Getting Started: User-Specific WebDAV

This package is built around user-isolated storage through pluggable authentication, storage resolution, and path authorization.

Note

This guide describes the default package integration points for routing, configuration, and extension.

Overview

This page walks through the default setup flow:

  1. configure a storage space
  2. configure logging if needed
  3. create a first WebDAV account
  4. understand how the URL resolves to user storage
  5. register a policy if you want application-specific authorization rules
  6. connect with a WebDAV client

Configure Storage Spaces

return [
    'route_prefix' => 'webdav',
    'base_uri' => '/webdav/',
    'browser_listing' => false,
    'auth' => [
        'account_model' => \App\Models\WebDavAccount::class,
        'user_model' => \App\Models\User::class,
    ],
    'logging' => [
        'driver' => 'stack',
        'level' => 'info',
    ],
    'storage' => [
        'default_space' => 'default',
        'spaces' => [
            'default' => [
                'disk' => 'local',
                'root' => 'webdav',
            ],
        ],
    ],
];

Configure Logging

Package logging is optional and covers both package-level events and the SabreDAV logger integration.

  • set webdav-server.logging.driver to a Laravel log channel such as stack, single, or stderr to enable logging
  • set webdav-server.logging.driver to null to disable package and SabreDAV logging entirely
  • use webdav-server.logging.level to control the minimum emitted level

Typical usage:

  • info for relevant operational events such as authentication success or failure
  • debug for request parsing, context resolution, space resolution, authorization checks, and SabreDAV runtime setup

Create Your First WebDAV Account

The package includes artisan commands for managing records in the configured webdav-server.auth.account_model.

Create a first account:

php artisan laravel-webdav-server:account:create testuser s3cr3t --display-name="Test User" --user-id=1

Inspect the created account:

php artisan laravel-webdav-server:account:show testuser

List all WebDAV accounts:

php artisan laravel-webdav-server:account:list

Update an existing account:

php artisan laravel-webdav-server:account:update testuser --secret=n3w-s3cr3t --enable

Use php artisan laravel-webdav-server to see the package-specific command overview.

How the URL Resolves to User Storage

  • URL: GET /webdav/default/myfile.pdf with Basic Auth
  • {space} parameter: default
  • RequestSpaceKeyResolver resolves the route-level spaceKey
  • SpaceResolverInterface resolves that key to one concrete storage target
  • the default resolver builds {root}[/prefix]/{principal.id}

With root = webdav and authenticated principal 42, the effective WebDAV root becomes webdav/42.

Create Your Policy

The package registers its own reference policy by default.
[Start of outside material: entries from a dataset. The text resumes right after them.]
use crate::config::{ConnectParams, PoolConfig};
use crate::driver::{Connection, Driver, Value};
use crate::error::PoolError;
use crate::lease::Lease;
use crate::poller;
use crate::reactor::{Descriptor, Reactor};
use crate::request::{ConnectionOf, PendingRequest};

use std::collections::VecDeque;
use std::fmt;
use std::sync::atomic::{AtomicU64, Ordering as AtomicOrdering};
use std::sync::Arc;
use std::time::Instant;

use dashmap::DashMap;
use parking_lot::Mutex;
use tokio::sync::oneshot;
use tracing::{debug, debug_span, error, info, trace, warn};

/// Point-in-time view of a pool's counters.
#[derive(Debug, Clone, PartialEq, Eq)]
pub struct PoolStats {
  pub max_connections: usize,
  /// Connections leased or being established.
  pub owed: usize,
  pub idle: usize,
  pub pending: usize,
  pub outstanding_leases: usize,
  /// Connections opened through the driver over the pool's lifetime.
  pub opened: u64,
  pub closed: bool,
}

struct PoolState<D: Driver> {
  idle: VecDeque<Arc<ConnectionOf<D>>>,
  pending: VecDeque<PendingRequest<D>>,
  owed: usize,
  closed: bool,
}

#[derive(Debug)]
struct OutstandingLease {
  descriptor: Descriptor,
  leased_at: Instant,
}

/// State shared by the pool handle(s) and every lease.
pub(crate) struct PoolShared<D: Driver> {
  pub(crate) pool_name: Arc<String>,
  pub(crate) reactor: Arc<dyn Reactor>,
  max_connections: usize,
  connect_params: ConnectParams,
  driver: D,
  state: Mutex<PoolState<D>>,
  outstanding: DashMap<u64, OutstandingLease>,
  next_request_id: AtomicU64,
  next_lease_id: AtomicU64,
  opened: AtomicU64,
}

/// A bounded pool of non-blocking database connections.
///
/// Requests are admitted in FIFO order while fewer than `max_connections`
/// connections are leased or connecting. Each admitted request reuses the most
/// recently returned idle connection, or opens a new one, polls it until ready
/// and hands the caller a [`Lease`]. Dropping the lease checks the connection in
/// and admits the next request.
pub struct ConnectionPool<D: Driver> {
  shared: Arc<PoolShared<D>>,
}

impl<D: Driver> Clone for ConnectionPool<D> {
  fn clone(&self) -> Self {
    Self {
      shared: Arc::clone(&self.shared),
    }
  }
}

impl<D: Driver> fmt::Debug for ConnectionPool<D> {
  fn fmt(&self, f: &mut fmt::Formatter<'_>) -> fmt::Result {
    f.debug_struct("ConnectionPool")
      .field("pool_name", &*self.shared.pool_name)
      .field("stats", &self.stats())
      .finish_non_exhaustive()
  }
}

impl<D: Driver> ConnectionPool<D> {
  /// Creates a pool. No connection is opened until the first request.
  ///
  /// The connection parameters are forced into non-blocking mode.
  pub fn new(config: PoolConfig, driver: D, reactor: Arc<dyn Reactor>) -> Result<Self, PoolError> {
    config.validate()?;
    let mut connect_params = config.connect_params;
    connect_params.force_nonblocking();

    info!(pool_name = %config.name, max_connections = config.max_connections, "Connection pool created.");

    Ok(Self {
      shared: Arc::new(PoolShared {
        pool_name: Arc::new(config.name),
        reactor,
        max_connections: config.max_connections,
        connect_params,
        driver,
        state: Mutex::new(PoolState {
          idle: VecDeque::new(),
          pending: VecDeque::new(),
          owed: 0,
          closed: false,
        }),
        outstanding: DashMap::new(),
        next_request_id: AtomicU64::new(0),
        next_lease_id: AtomicU64::new(0),
        opened: AtomicU64::new(0),
      }),
    })
  }

  pub fn name(&self) -> &str {
    &self.shared.pool_name
  }

  pub fn max_connections(&self) -> usize {
    self.shared.max_connections
  }

  /// Parameters handed to the driver on every connect.
  pub fn connect_params(&self) -> &ConnectParams {
    &self.shared.connect_params
  }

  pub fn driver(&self) -> &D {
    &self.shared.driver
  }

  /// Returns the number of connections currently leased or being established.
  pub fn owed(&self) -> usize {
    self.shared.state.lock().owed
  }

  pub fn idle_count(&self) -> usize {
    self.shared.state.lock().idle.len()
  }

  /// Returns the number of requests waiting for admission.
  pub fn pending_count(&self) -> usize {
    self.shared.state.lock().pending.len()
  }

  pub fn outstanding_leases(&self) -> usize {
    self.shared.outstanding.len()
  }

  pub fn is_closed(&self) -> bool {
    self.shared.state.lock().closed
  }

  pub fn stats(&self) -> PoolStats {
    let state = self.shared.state.lock();
    PoolStats {
      max_connections: self.shared.max_connections,
      owed: state.owed,
      idle: state.idle.len(),
      pending: state.pending.len(),
      outstanding_leases: self.shared.outstanding.len(),
      opened: self.shared.opened.load(AtomicOrdering::Relaxed),
      closed: state.closed,
    }
  }

  /// Requests a lease. `on_ready` receives it once a connection is ready, or the
  /// error that prevented it. Every call reaches `on_ready` exactly once.
  ///
  /// Requests made after [`shutdown`](Self::shutdown) are still served.
  pub fn acquire<F>(&self, on_ready: F)
  where
    F: FnOnce(Result<Lease<D>, PoolError>) + Send + 'static,
  {
    let request_id = self.shared.next_request_id.fetch_add(1, AtomicOrdering::Relaxed);
    let queued = {
      let mut state = self.shared.state.lock();
      state.pending.push_back(PendingRequest {
        request_id,
        on_ready: Box::new(on_ready),
        enqueued_at: Instant::now(),
      });
      state.pending.len()
    };
    debug!(pool_name = %self.shared.pool_name, request_id, queued, "Acquire: request queued.");
    self.shared.process_queue();
  }

  /// Acquires a lease and runs `sql` on it.
  ///
  /// Same as calling [`acquire`](Self::acquire) followed by [`Lease::execute`],
  /// except that a failed statement drops the lease (returning the connection)
  /// before `on_done` sees the error.
  pub fn execute<F>(&self, sql: impl Into<String>, params: Vec<Value>, on_done: F)
  where
    F: FnOnce(Result<Lease<D>, PoolError>) + Send + 'static,
  {
    let sql = sql.into();
    self.acquire(move |acquired| match acquired {
      Ok(lease) => lease.execute(&sql, &params, move |lease, outcome| on_done(outcome.map(|()| lease))),
      Err(err) => on_done(Err(err)),
    });
  }

  /// Async form of [`acquire`](Self::acquire).
  pub async fn lease(&self) -> Result<Lease<D>, PoolError> {
    let (tx, rx) = oneshot::channel();
    self.acquire(move |acquired| {
      // A dropped receiver hands the lease back here, and dropping it checks the connection in.
      let _ = tx.send(acquired);
    });
    Self::await_completion(rx).await
  }

  /// Async form of [`execute`](Self::execute).
  pub async fn query(&self, sql: impl Into<String>, params: Vec<Value>) -> Result<Lease<D>, PoolError> {
    let (tx, rx) = oneshot::channel();
    self.execute(sql, params, move |executed| {
      let _ = tx.send(executed);
    });
    Self::await_completion(rx).await
  }

  async fn await_completion(rx: oneshot::Receiver<Result<Lease<D>, PoolError>>) -> Result<Lease<D>, PoolError> {
    match rx.await {
      Ok(result) => result,
      Err(recv_error) => {
        warn!("Completion channel closed before a lease was delivered: {}", recv_error);
        Err(PoolError::ResultChannelError(recv_error.to_string()))
      }
    }
  }

  /// Closes every idle connection and makes later checkins close rather than
  /// re-idle. Queued requests and live leases are left alone. Idempotent.
  pub fn shutdown(&self) {
    let (drained, already_closed) = {
      let mut state = self.shared.state.lock();
      let already_closed = state.closed;
      state.closed = true;
      let drained: Vec<_> = state.idle.drain(..).collect();
      (drained, already_closed)
    };

    if already_closed {
      info!(pool_name = %self.shared.pool_name, "Shutdown already performed; closing any stragglers.");
    } else {
      info!(
        pool_name = %self.shared.pool_name,
        idle_closed = drained.len(),
        outstanding_leases = self.shared.outstanding.len(),
        "Pool shut down. Checked-out connections will be closed on checkin."
      );
    }
    for connection in drained {
      connection.close();
    }
  }
}

impl<D: Driver> PoolShared<D> {
  /// Admission scan: dispatches pending requests in FIFO order while capacity lasts.
  fn process_queue(self: &Arc<Self>) {
    loop {
      let (request, reused) = {
        let mut state = self.state.lock();
        if state.owed >= self.max_connections {
          trace!(pool_name = %self.pool_name, owed = state.owed, pending = state.pending.len(), "Admission: pool at capacity.");
          break;
        }
        let Some(request) = state.pending.pop_front() else {
          break;
        };
        state.owed += 1;
        (request, state.idle.pop_back())
      };
      self.dispatch(request, reused);
    }
  }

  fn dispatch(self: &Arc<Self>, request: PendingRequest<D>, reused: Option<Arc<ConnectionOf<D>>>) {
    let span = debug_span!("dispatch", pool_name = %self.pool_name, request_id = request.request_id);
    span.in_scope(|| {
      let waited = request.enqueued_at.elapsed();
      let connection = match reused {
        Some(connection) => {
          debug!(fd = connection.descriptor(), ?waited, "Dispatch: reusing idle connection.");
          connection
        }
        None => match self.driver.connect(&self.connect_params) {
          Ok(connection) => {
            self.opened.fetch_add(1, AtomicOrdering::Relaxed);
            let connection = Arc::new(connection);
            debug!(fd = connection.descriptor(), ?waited, "Dispatch: opening new connection.");
            connection
          }
          Err(err) => {
            error!(%err, "Dispatch: connect failed.");
            self.release_slot();
            (request.on_ready)(Err(err));
            return;
          }
        },
      };

      let pool = Arc::clone(self);
      let ready_connection = Arc::clone(&connection);
      poller::poll_until_ready(connection, Arc::clone(&self.reactor), move |outcome| {
        pool.connection_ready(request, ready_connection, outcome);
      });
    });
  }

  fn connection_ready(self: &Arc<Self>, request: PendingRequest<D>, connection: Arc<ConnectionOf<D>>, outcome: Result<(), PoolError>) {
    match outcome.and_then(|()| connection.cursor()) {
      Ok(cursor) => {
        let lease_id = self.next_lease_id.fetch_add(1, AtomicOrdering::Relaxed);
        let descriptor = connection.descriptor();
        self.outstanding.insert(
          lease_id,
          OutstandingLease {
            descriptor,
            leased_at: Instant::now(),
          },
        );
        debug!(
          pool_name = %self.pool_name,
          request_id = request.request_id,
          lease_id,
          fd = descriptor,
          "Connection ready; lease handed out."
        );
        (request.on_ready)(Ok(Lease::new(lease_id, Arc::clone(self), connection, cursor)));
      }
      Err(err) => {
        self.checkin(connection, Some(&err));
        (request.on_ready)(Err(err));
      }
    }
  }

  pub(crate) fn lease_ended(self: &Arc<Self>, lease_id: u64, connection: Arc<ConnectionOf<D>>, broken: Option<PoolError>) {
    match self.outstanding.remove(&lease_id) {
      Some((_, record)) => debug!(
        pool_name = %self.pool_name,
        lease_id,
        fd = record.descriptor,
        held_for = ?record.leased_at.elapsed(),
        "Lease ended; checking connection in."
      ),
      None => warn!(pool_name = %self.pool_name, lease_id, "Lease ended but was not registered as outstanding."),
    }
    self.checkin(connection, broken.as_ref());
  }

  /// Returns a connection: closes it on error or after shutdown, re-idles it otherwise.
  /// Always frees the admission slot and schedules a scan.
  fn checkin(self: &Arc<Self>, connection: Arc<ConnectionOf<D>>, err: Option<&PoolError>) {
    let usable = !connection.is_closed();
    let fd = connection.descriptor();
    let to_close = {
      let mut state = self.state.lock();
      state.owed = state.owed.saturating_sub(1);
      if err.is_some() || state.closed {
        Some(connection)
      } else {
        if usable {
          state.idle.push_back(connection);
        }
        None
      }
    };

    match (err, &to_close) {
      (Some(err), _) => error!(pool_name = %self.pool_name, fd, %err, "Checkin: closing connection after error."),
      (None, Some(_)) => debug!(pool_name = %self.pool_name, fd, "Checkin: pool is shut down; closing connection."),
      (None, None) if usable => trace!(pool_name = %self.pool_name, fd, "Checkin: connection returned to idle."),
      (None, None) => debug!(pool_name = %self.pool_name, fd, "Checkin: connection already closed; discarding."),
    }
    if let Some(connection) = to_close {
      connection.close();
    }
    self.schedule_scan();
  }

  /// Frees an admission slot that never got a connection.
  fn release_slot(self: &Arc<Self>) {
    {
      let mut state = self.state.lock();
      state.owed = state.owed.saturating_sub(1);
    }
    self.schedule_scan();
  }

  fn schedule_scan(self: &Arc<Self>) {
    let pool = Arc::clone(self);
    self.reactor.schedule(Box::new(move || pool.process_queue()));
  }
}

impl<D: Driver> Drop for PoolShared<D> {
  fn drop(&mut self) {
    let state = self.state.get_mut();
    let stranded: Vec<PendingRequest<D>> = state.pending.drain(..).collect();
    let idle: Vec<_> = state.idle.drain(..).collect();
    if !stranded.is_empty() {
      warn!(
        pool_name = %self.pool_name,
        pending = stranded.len(),
        "Pool dropped with requests still queued; failing them."
      );
    }
    trace!(pool_name = %self.pool_name, idle_closed = idle.len(), "Pool state dropped.");
    for connection in idle {
      connection.close();
    }
    for request in stranded {
      (request.on_ready)(Err(PoolError::PoolDropped));
    }
  }
}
If you want application-specific rules, register your own policy for PathResourceDto:

use App\Policies\PathPolicy;
use Illuminate\Support\Facades\Gate;
use N3XT0R\LaravelWebdavServer\DTO\Auth\PathResourceDto;

public function boot(): void
{
    Gate::policy(PathResourceDto::class, PathPolicy::class);
}

namespace App\Policies;

use Illuminate\Contracts\Auth\Authenticatable;
use N3XT0R\LaravelWebdavServer\DTO\Auth\PathResourceDto;

final class PathPolicy
{
    public function read(Authenticatable $user, PathResourceDto $resource): bool
    {
        return $this->isUserPath($user, $resource);
    }

    public function write(Authenticatable $user, PathResourceDto $resource): bool
    {
        return $this->isUserPath($user, $resource);
    }

    public function delete(Authenticatable $user, PathResourceDto $resource): bool
    {
        return $this->isUserPath($user, $resource);
    }

    public function createDirectory(Authenticatable $user, PathResourceDto $resource): bool
    {
        return $this->isUserPath($user, $resource);
    }

    public function createFile(Authenticatable $user, PathResourceDto $resource): bool
    {
        return $this->isUserPath($user, $resource);
    }

    private function isUserPath(Authenticatable $user, PathResourceDto $resource): bool
    {
        return str_starts_with($resource->path, 'webdav/'.$user->getAuthIdentifier().'/')
            || $resource->path === 'webdav/'.$user->getAuthIdentifier();
    }
}

Authentication

The package uses independent Basic Auth, not Laravel's auth() middleware.

  • credentials are validated against the configured account model
  • username and password columns are configurable
  • successful authentication resolves a WebDavPrincipalValueObject
  • invalid credentials are surfaced as package auth exceptions
  • if logging is enabled, authentication outcomes are logged at info
  • debug logging traces credential extraction and principal resolution without logging secrets

Access From Clients

macOS:   webdav://your-domain.test/webdav/default
Linux:   dav://your-domain.test/webdav/default
Windows: \\your-domain.test\webdav

Use the username and password from your configured WebDAV account records.